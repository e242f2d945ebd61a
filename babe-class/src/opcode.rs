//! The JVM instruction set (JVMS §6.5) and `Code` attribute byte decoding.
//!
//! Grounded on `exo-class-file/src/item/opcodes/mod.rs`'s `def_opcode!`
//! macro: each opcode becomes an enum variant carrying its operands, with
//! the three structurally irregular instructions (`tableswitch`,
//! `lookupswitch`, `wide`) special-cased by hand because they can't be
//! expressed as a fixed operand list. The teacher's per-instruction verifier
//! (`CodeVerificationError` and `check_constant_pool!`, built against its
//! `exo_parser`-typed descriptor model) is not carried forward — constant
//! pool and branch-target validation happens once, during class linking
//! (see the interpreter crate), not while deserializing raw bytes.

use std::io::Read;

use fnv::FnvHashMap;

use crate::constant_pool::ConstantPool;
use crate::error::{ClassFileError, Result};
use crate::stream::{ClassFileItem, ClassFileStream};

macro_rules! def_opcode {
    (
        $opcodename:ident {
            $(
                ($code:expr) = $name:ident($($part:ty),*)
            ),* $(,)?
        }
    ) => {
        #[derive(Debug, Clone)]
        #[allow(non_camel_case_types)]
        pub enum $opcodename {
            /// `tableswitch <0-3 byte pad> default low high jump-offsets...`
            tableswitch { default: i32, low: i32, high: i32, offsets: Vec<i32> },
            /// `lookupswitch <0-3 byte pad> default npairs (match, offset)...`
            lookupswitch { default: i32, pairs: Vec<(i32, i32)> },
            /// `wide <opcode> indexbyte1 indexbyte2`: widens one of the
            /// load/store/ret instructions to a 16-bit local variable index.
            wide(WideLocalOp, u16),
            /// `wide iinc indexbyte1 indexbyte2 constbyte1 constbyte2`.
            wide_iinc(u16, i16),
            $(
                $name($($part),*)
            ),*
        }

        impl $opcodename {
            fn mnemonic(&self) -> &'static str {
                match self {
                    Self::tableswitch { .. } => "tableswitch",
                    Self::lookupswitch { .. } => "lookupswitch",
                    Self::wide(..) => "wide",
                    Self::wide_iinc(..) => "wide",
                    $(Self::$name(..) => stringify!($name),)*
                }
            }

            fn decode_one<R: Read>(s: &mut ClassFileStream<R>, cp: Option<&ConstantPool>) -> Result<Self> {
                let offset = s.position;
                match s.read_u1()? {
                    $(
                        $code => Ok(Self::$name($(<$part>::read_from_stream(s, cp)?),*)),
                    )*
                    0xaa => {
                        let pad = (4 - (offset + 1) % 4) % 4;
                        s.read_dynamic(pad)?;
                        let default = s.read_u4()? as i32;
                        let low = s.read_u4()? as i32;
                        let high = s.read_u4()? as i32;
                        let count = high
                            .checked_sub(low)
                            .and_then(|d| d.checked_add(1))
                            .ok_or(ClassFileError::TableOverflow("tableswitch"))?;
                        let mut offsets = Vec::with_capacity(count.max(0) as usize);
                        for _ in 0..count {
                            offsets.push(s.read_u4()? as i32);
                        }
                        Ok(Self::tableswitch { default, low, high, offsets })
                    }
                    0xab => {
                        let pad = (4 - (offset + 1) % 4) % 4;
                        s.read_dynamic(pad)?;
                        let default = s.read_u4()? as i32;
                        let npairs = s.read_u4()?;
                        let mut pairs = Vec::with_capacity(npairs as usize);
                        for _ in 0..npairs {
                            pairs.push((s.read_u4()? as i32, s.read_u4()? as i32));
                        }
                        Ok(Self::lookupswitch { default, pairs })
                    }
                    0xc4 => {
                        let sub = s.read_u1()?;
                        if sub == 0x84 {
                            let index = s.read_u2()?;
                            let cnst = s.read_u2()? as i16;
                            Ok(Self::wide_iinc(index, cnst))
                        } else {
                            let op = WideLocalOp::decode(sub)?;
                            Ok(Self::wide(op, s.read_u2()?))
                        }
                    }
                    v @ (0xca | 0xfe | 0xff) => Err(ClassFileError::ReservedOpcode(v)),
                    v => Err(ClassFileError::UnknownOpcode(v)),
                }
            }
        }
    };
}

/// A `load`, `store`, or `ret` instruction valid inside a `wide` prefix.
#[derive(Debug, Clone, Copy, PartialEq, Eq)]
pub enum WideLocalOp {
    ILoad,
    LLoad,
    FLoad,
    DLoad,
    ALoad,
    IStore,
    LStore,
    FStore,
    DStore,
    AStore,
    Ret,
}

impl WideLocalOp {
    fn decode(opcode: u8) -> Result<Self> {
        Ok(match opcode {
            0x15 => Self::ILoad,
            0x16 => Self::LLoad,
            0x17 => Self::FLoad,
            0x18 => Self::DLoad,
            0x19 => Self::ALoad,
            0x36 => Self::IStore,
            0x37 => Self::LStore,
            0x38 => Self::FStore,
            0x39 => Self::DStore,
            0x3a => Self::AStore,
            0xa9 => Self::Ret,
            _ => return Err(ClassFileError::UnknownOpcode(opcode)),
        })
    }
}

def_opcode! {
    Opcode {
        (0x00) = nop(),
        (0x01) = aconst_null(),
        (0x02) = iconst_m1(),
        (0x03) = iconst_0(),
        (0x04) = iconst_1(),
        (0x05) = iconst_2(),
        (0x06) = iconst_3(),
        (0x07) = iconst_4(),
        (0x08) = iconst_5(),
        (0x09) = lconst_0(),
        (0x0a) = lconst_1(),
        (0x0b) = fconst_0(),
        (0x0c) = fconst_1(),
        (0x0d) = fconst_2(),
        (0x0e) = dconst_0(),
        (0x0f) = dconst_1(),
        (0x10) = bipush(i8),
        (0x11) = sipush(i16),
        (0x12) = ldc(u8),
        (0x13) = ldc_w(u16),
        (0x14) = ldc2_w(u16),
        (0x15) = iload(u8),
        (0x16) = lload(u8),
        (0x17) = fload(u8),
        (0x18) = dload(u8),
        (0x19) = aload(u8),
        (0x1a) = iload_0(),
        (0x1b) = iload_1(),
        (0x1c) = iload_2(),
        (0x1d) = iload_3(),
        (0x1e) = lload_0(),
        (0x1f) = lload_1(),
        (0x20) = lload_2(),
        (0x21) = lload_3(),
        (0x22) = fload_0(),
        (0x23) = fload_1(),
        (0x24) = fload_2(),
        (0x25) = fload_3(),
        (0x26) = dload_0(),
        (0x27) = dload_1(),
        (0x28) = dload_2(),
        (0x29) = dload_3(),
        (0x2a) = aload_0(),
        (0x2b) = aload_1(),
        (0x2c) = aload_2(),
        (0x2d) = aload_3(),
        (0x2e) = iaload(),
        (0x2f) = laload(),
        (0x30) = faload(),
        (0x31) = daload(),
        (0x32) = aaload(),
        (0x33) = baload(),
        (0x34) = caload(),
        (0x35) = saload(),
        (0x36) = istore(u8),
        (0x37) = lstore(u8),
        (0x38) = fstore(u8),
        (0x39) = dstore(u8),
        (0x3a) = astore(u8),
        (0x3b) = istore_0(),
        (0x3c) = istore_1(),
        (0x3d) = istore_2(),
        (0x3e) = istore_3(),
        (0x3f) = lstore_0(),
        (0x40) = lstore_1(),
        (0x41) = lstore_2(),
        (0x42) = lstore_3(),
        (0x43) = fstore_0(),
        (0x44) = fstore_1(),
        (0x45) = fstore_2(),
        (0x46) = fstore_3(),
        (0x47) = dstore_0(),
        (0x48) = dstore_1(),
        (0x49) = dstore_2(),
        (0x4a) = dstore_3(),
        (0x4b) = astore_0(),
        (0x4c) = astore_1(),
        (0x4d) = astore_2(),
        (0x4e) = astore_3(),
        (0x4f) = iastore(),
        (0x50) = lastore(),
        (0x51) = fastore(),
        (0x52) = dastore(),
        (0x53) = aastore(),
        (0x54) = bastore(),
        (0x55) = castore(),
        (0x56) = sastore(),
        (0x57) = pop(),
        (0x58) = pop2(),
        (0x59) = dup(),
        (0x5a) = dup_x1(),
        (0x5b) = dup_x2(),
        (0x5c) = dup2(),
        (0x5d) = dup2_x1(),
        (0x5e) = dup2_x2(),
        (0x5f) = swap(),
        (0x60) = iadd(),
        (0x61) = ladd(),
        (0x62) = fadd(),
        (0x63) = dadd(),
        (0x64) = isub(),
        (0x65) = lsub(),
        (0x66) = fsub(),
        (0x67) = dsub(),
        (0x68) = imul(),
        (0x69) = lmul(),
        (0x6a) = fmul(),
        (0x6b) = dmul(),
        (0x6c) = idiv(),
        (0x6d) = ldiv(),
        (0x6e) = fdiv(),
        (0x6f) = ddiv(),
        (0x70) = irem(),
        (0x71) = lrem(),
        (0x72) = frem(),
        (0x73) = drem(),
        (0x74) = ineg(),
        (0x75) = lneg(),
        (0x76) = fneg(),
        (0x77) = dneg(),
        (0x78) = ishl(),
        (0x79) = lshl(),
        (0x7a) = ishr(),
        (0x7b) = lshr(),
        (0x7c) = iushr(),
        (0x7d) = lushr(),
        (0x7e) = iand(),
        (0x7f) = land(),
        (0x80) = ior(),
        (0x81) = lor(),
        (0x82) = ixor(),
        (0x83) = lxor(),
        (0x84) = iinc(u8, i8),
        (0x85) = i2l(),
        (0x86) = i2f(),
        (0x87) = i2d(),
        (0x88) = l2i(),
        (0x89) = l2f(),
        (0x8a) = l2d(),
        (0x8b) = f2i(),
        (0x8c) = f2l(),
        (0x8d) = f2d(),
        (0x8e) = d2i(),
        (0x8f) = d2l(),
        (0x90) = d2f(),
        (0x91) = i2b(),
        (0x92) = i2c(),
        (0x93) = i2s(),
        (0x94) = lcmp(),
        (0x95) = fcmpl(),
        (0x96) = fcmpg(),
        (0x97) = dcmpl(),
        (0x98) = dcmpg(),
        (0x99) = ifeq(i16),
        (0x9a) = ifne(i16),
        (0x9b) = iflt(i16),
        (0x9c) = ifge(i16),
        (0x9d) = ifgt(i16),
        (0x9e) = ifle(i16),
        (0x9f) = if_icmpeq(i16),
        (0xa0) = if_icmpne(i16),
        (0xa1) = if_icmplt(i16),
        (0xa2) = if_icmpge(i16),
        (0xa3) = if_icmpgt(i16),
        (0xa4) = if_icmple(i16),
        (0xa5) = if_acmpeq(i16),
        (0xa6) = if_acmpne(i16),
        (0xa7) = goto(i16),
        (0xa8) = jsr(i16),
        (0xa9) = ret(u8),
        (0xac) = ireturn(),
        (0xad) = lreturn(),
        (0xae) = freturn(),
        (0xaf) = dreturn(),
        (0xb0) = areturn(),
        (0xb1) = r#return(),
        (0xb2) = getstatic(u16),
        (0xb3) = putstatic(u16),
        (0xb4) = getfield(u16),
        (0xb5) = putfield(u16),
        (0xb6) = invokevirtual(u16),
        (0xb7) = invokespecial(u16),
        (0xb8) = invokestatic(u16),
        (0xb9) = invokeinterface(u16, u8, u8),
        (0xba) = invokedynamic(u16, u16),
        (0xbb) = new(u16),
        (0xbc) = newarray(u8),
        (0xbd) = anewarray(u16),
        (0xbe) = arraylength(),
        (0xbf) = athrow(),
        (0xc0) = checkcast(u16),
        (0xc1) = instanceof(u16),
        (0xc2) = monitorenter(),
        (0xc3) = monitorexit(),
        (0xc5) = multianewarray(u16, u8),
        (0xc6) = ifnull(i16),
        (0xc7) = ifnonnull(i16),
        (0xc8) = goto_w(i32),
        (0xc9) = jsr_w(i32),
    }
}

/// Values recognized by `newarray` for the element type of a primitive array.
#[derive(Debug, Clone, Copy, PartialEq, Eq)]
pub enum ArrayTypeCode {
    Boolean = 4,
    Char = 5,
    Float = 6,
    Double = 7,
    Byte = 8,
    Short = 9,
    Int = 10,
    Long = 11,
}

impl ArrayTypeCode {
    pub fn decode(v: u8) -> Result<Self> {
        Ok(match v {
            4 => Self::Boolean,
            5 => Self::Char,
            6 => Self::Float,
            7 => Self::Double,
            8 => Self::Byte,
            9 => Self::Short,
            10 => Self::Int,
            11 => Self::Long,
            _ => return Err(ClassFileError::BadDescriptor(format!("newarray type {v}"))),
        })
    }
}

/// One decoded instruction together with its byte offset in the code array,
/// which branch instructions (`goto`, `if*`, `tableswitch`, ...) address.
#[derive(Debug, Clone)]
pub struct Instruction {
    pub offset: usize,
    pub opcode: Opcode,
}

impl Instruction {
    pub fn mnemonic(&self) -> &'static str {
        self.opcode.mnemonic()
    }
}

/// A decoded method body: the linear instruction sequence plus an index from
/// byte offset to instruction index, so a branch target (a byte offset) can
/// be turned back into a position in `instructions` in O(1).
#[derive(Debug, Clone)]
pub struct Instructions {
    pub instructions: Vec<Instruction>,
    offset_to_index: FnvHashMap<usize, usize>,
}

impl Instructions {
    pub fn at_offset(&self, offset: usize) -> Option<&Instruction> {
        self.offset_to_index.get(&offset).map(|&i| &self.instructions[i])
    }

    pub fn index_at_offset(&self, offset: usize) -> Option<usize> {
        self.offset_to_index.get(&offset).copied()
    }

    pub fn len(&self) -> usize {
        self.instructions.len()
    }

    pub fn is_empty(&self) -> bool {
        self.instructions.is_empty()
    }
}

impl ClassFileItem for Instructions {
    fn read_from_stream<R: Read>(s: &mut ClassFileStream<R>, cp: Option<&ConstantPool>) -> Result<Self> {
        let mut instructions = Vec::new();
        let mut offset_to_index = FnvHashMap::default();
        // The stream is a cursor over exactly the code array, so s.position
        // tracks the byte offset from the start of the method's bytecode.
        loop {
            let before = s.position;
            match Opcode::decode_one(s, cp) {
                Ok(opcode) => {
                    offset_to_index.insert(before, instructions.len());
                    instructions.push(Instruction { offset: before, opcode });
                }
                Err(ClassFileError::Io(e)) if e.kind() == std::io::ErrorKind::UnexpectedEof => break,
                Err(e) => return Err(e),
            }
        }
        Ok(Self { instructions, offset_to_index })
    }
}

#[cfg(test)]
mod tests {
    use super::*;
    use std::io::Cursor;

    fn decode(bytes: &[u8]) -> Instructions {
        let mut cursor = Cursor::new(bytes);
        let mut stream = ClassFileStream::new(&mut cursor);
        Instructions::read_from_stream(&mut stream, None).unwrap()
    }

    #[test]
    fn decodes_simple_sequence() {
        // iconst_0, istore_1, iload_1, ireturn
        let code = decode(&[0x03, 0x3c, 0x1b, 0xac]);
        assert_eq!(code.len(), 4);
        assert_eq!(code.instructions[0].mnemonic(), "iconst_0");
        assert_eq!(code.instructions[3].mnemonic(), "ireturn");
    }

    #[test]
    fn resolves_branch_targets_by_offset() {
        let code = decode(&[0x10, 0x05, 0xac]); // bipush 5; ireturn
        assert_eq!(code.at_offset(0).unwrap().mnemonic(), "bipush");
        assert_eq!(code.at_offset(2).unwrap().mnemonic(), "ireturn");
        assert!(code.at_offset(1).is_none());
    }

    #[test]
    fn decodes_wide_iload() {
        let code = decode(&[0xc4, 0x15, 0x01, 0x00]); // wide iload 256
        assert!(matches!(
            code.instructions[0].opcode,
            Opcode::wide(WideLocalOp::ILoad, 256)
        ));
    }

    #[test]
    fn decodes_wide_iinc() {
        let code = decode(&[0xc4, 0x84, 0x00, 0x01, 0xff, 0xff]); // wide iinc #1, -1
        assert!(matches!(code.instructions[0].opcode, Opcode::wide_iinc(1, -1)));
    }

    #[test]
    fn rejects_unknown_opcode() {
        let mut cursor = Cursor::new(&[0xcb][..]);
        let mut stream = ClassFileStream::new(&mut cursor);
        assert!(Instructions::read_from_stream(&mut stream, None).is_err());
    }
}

☆ ☆ ☆ ☆ ☆ ☆ ☆

**PROMPT:**
Only the lines from the top of the data through the line that contains "the three structurally" should be quoted, exactly as they stand.

**ANSWER FOR THE TASK:**
repository e242f2d945ebd61a
filename babe-class/src/opcode.rs
//! The JVM instruction set (JVMS §6.5) and `Code` attribute byte decoding.
//!
//! Grounded on `exo-class-file/src/item/opcodes/mod.rs`'s `def_opcode!`
//! macro: each opcode becomes an enum variant carrying its operands, with
//! the three structurally irregular instructions (`tableswitch`,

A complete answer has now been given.